While exercising can be challenging during treatment, there are a number of benefits to keeping physically active before, during and after treatment. Start off small, with what feels manageable. Expect that your energy levels will go up and down day-to-day, so remember to work with what your body is telling you.
What are the benefits of exercise?
It’s the most effective treatment for cancer-related fatigue - studies show those who exercise regularly experience 40% to 50% less fatigue during treatment.
regular exercise increases muscle strength, improves joint flexibility and overall ability to do daily activities which may be impaired after surgery and other therapies
physical activity helps control weight and maintain muscle which is a critical factor during cancer treatment
regular exercise leads to improved mental wellbeing and a greater quality of life overall
emerging evidence suggests that regular exercise before, during and/or following cancer treatment reduces the severity of side effects and provides a protective effect against cancer recurrence
research supports an increased life expectancy for people who exercise after surgery and while on treatment.

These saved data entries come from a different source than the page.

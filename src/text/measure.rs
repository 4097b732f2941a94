//! Length and structure measurement.
//!
//! Budgets are in characters of visible body text: `[[TABLE:{..}]]` / `[[FIGURE:{..}]]`
//! markers and whitespace do not count, so CJK and Latin drafts are measured alike.

use regex::Regex;
use std::borrow::Cow;
use std::sync::OnceLock;

fn marker_re() -> &'static Regex {
    static RE: OnceLock<Regex> = OnceLock::new();
    RE.get_or_init(|| {
        Regex::new(r"(?is)\[\[\s*(?:FIGURE|TABLE)\s*:\s*\{.*?\}\s*\]\]").expect("valid marker regex")
    })
}

fn table_re() -> &'static Regex {
    static RE: OnceLock<Regex> = OnceLock::new();
    RE.get_or_init(|| Regex::new(r"(?is)\[\[\s*TABLE\s*:\s*\{.*?\}\s*\]\]").expect("valid table regex"))
}

fn figure_re() -> &'static Regex {
    static RE: OnceLock<Regex> = OnceLock::new();
    RE.get_or_init(|| {
        Regex::new(r"(?is)\[\[\s*FIGURE\s*:\s*\{.*?\}\s*\]\]").expect("valid figure regex")
    })
}

fn citation_re() -> &'static Regex {
    static RE: OnceLock<Regex> = OnceLock::new();
    RE.get_or_init(|| Regex::new(r"\[\d{1,3}\]").expect("valid citation regex"))
}

fn paragraph_break_re() -> &'static Regex {
    static RE: OnceLock<Regex> = OnceLock::new();
    RE.get_or_init(|| Regex::new(r"\n\s*\n+").expect("valid paragraph regex"))
}

/// Remove structured table/figure markers.
pub fn strip_markers(text: &str) -> Cow<'_, str> {
    marker_re().replace_all(text, "")
}

/// Visible body length: non-whitespace characters outside markers.
pub fn body_len(text: &str) -> usize {
    strip_markers(text)
        .chars()
        .filter(|c| !c.is_whitespace())
        .count()
}

/// Non-empty paragraphs separated by blank lines.
pub fn paragraphs(text: &str) -> Vec<&str> {
    paragraph_break_re()
        .split(text)
        .map(str::trim)
        .filter(|p| !p.is_empty())
        .collect()
}

pub fn count_tables(text: &str) -> usize {
    table_re().find_iter(text).count()
}

pub fn count_figures(text: &str) -> usize {
    figure_re().find_iter(text).count()
}

/// Number of `[n]` citation markers.
pub fn citation_count(text: &str) -> usize {
    citation_re().find_iter(text).count()
}

/// Whether `text` is a structured marker on its own.
pub fn is_marker(text: &str) -> bool {
    let trimmed = text.trim();
    marker_re()
        .find(trimmed)
        .map(|m| m.start() == 0 && m.end() == trimmed.len())
        .unwrap_or(false)
}

/// Cut `text` to at most `max_chars` visible characters, preferring a sentence end.
pub fn truncate_visible(text: &str, max_chars: usize) -> String {
    if body_len(text) <= max_chars {
        return text.trim().to_string();
    }
    let mut seen = 0usize;
    let mut cut = text.len();
    for (idx, ch) in text.char_indices() {
        if !ch.is_whitespace() {
            seen += 1;
        }
        if seen > max_chars {
            cut = idx;
            break;
        }
    }
    let head = &text[..cut];
    let sentence_end = head
        .char_indices()
        .filter(|(_, c)| matches!(c, '。' | '！' | '？' | '.' | '!' | '?' | '；' | ';'))
        .map(|(i, c)| i + c.len_utf8())
        .last();
    match sentence_end {
        Some(end) if end * 2 >= head.len() => head[..end].trim().to_string(),
        _ => head.trim_end().to_string(),
    }
}
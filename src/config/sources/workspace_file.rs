//! Workspace config file sources: docweave.toml, config/config.toml and config/{env}.toml

use config::builder::DefaultState;
use config::ConfigBuilder;
use config::ConfigError;
use config::File;
use std::path::Path;

/// Add workspace config files to builder.
/// Precedence: docweave.toml, then config/config.toml, then config/{DOCWEAVE_ENV}.toml.
pub fn add_to_builder(
    builder: ConfigBuilder<DefaultState>,
    workspace_root: &Path,
) -> Result<ConfigBuilder<DefaultState>, ConfigError> {
    let config_dir = workspace_root.join("config");
    let env_name = std::env::var("DOCWEAVE_ENV").unwrap_or_else(|_| "development".to_string());

    let candidates = [
        workspace_root.join("docweave.toml"),
        config_dir.join("config.toml"),
        config_dir.join(format!("{}.toml", env_name)),
    ];

    let mut builder = builder;
    for path in candidates {
        if path.exists() {
            builder = builder.add_source(File::from(path).required(false));
        }
    }

    Ok(builder)
}
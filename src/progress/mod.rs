//! Progress event stream.
//!
//! Every observable step of a run is a [`ProgressEvent`] pushed through an [`EventBus`].
//! Consumers read events strictly in emission order; at the transport boundary unknown
//! kinds are carried as [`StreamEvent::Passthrough`].

pub mod bus;
pub mod event;

pub use bus::EventBus;
pub use event::{PhaseMark, ProgressEvent, RunPhase, SectionPhase, StreamEvent};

Remember, the exercise you choose should be compatible with your body and your treatment program. Before starting an exercise program, you should speak to your doctor or cancer care team about what exercise is appropriate for you and whether there are any particular activities or movements you should avoid.
How much exercise should I do?
Although you may not feel like it, it’s recommended that all people with cancer should aim for (or build up to) and then maintain:
20-30 minutes of moderate exercise daily such as brisk walking or yoga, or 75 minutes of vigorous activity such as jogging, cycling or gym classes each week
2-3 sessions of weight training or muscle-strengthening exercise a week
What kind of exercise should I do?
The ideal exercise program should cover all components of fitness including:
cardiovascular (get your heart rate up and breathing a bit heavier)
strength (e.g. lifting weights, using resistance bands or exercises using your body weight, such as push-ups)
balance and flexibility.
Walking, jogging, swimming and cycling are all great choices. Gentle forms of exercise such as Tai Chi, Qi Gong, Yoga or even gentle stretching can also be incorporated into your daily life.
Simple strategies to support exercise
set goals that are achievable and keep a diary of your achievements
start with small amounts, such as 5 minutes of walking, and build up as you can
keep it fun and have a friend support you
see if your local cancer society has exercise sessions
yoga and tai chi are both good forms of exercise.
Choosing activities that you enjoy will make it easier for you to be consistent.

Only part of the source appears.